* [What is being asked]: Give every line of the records exactly, please, from the first up to and including the one containing "let root = conn.setup().roots[screen_num].root;".

===== Records

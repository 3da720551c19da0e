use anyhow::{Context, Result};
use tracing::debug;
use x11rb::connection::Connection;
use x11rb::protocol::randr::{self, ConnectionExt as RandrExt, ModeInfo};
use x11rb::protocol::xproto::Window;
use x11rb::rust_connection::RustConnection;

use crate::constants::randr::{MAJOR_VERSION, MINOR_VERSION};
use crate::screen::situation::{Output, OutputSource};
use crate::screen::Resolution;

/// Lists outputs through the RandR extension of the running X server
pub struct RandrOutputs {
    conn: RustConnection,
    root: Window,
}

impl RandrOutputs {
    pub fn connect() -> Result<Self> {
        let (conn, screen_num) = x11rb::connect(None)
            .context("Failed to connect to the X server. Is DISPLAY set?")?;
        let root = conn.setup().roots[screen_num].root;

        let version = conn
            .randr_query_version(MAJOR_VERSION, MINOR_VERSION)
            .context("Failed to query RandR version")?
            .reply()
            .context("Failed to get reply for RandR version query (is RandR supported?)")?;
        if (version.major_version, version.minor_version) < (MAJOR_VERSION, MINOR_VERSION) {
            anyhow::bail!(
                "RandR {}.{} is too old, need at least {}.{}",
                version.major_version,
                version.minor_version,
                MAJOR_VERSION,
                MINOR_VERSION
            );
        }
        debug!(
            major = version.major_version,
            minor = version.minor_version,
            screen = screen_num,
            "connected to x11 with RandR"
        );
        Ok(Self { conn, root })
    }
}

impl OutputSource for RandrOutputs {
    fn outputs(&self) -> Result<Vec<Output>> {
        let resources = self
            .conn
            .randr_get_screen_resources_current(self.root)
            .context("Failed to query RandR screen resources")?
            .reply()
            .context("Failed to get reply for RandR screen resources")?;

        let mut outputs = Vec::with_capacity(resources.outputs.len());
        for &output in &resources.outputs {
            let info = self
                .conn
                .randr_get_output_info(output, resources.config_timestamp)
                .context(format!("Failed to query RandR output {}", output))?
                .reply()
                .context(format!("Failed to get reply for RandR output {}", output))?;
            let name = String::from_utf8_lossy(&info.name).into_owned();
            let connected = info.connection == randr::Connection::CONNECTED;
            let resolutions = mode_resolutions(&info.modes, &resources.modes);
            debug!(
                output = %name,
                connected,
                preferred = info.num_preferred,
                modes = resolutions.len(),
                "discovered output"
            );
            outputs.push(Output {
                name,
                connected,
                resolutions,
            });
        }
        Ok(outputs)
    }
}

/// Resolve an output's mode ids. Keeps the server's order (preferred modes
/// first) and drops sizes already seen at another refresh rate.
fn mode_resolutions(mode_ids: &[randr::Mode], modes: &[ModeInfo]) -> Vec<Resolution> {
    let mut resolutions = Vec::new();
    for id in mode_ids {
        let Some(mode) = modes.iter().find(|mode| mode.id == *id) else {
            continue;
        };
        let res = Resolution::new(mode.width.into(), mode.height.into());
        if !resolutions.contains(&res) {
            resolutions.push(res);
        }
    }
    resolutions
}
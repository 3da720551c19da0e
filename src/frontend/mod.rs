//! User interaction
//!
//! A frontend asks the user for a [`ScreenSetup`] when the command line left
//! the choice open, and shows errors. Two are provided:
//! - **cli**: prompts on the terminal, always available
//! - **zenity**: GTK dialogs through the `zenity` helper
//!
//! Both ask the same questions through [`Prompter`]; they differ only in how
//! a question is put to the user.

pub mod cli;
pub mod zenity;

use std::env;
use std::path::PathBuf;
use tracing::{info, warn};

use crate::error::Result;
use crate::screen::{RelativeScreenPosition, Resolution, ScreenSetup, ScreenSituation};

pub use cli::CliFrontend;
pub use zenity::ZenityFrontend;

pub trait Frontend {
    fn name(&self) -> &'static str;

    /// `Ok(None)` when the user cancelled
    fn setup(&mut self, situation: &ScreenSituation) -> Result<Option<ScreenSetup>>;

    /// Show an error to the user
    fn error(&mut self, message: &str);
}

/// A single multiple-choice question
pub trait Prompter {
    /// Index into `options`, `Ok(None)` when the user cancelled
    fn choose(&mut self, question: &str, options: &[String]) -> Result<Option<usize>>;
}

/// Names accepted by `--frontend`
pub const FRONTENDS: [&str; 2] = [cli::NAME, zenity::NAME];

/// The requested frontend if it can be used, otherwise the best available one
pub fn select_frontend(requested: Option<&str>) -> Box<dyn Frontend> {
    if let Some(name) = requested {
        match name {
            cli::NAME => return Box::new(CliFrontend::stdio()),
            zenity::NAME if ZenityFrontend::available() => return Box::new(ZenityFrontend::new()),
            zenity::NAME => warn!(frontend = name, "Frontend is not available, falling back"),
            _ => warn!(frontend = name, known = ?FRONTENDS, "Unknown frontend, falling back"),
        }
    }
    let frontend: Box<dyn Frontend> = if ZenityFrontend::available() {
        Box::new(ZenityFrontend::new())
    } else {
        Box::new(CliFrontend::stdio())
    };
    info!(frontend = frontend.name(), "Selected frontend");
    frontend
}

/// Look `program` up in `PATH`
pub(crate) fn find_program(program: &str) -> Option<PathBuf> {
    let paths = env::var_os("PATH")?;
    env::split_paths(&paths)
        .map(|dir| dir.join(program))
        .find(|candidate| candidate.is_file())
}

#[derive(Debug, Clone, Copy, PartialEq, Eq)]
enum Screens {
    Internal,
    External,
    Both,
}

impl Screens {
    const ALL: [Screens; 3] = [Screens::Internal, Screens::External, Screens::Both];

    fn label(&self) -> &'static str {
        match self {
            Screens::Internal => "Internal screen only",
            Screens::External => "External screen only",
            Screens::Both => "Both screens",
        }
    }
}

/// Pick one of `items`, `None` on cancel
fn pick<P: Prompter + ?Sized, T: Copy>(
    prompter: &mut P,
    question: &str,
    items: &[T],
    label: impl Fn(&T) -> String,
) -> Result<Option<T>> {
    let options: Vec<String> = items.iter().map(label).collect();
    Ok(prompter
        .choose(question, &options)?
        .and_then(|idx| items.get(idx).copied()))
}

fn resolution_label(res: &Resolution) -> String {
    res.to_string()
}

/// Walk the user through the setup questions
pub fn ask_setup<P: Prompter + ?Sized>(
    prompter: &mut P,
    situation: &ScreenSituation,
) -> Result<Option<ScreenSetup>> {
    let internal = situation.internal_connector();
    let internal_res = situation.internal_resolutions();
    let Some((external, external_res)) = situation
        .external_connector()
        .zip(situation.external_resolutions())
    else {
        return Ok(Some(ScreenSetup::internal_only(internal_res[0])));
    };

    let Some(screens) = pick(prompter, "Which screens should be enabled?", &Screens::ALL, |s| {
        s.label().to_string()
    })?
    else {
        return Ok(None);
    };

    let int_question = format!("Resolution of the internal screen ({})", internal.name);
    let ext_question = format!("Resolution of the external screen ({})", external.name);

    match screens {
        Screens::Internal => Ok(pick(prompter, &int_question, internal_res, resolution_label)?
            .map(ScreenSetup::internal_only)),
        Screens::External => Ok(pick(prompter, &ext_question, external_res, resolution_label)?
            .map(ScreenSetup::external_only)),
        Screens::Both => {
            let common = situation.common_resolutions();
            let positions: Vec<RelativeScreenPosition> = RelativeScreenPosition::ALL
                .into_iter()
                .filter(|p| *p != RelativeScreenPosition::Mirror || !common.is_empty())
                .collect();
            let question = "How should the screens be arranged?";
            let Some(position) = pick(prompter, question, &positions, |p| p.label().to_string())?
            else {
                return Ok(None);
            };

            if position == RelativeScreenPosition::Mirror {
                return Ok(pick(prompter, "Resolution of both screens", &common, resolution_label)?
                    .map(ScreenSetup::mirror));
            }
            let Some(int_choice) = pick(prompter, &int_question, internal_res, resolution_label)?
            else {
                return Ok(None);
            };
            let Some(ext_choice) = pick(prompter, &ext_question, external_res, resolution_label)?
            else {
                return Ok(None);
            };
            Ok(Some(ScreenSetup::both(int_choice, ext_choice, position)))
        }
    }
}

==========

* [Task output]:
repository 3da720551c19da0e
use anyhow::{Context, Result};
use tracing::debug;
use x11rb::connection::Connection;
use x11rb::protocol::randr::{self, ConnectionExt as RandrExt, ModeInfo};
use x11rb::protocol::xproto::Window;
use x11rb::rust_connection::RustConnection;

use crate::constants::randr::{MAJOR_VERSION, MINOR_VERSION};
use crate::screen::situation::{Output, OutputSource};
use crate::screen::Resolution;

/// Lists outputs through the RandR extension of the running X server
pub struct RandrOutputs {
    conn: RustConnection,
    root: Window,
}

impl RandrOutputs {
    pub fn connect() -> Result<Self> {
        let (conn, screen_num) = x11rb::connect(None)
            .context("Failed to connect to the X server. Is DISPLAY set?")?;
        let root = conn.setup().roots[screen_num].root;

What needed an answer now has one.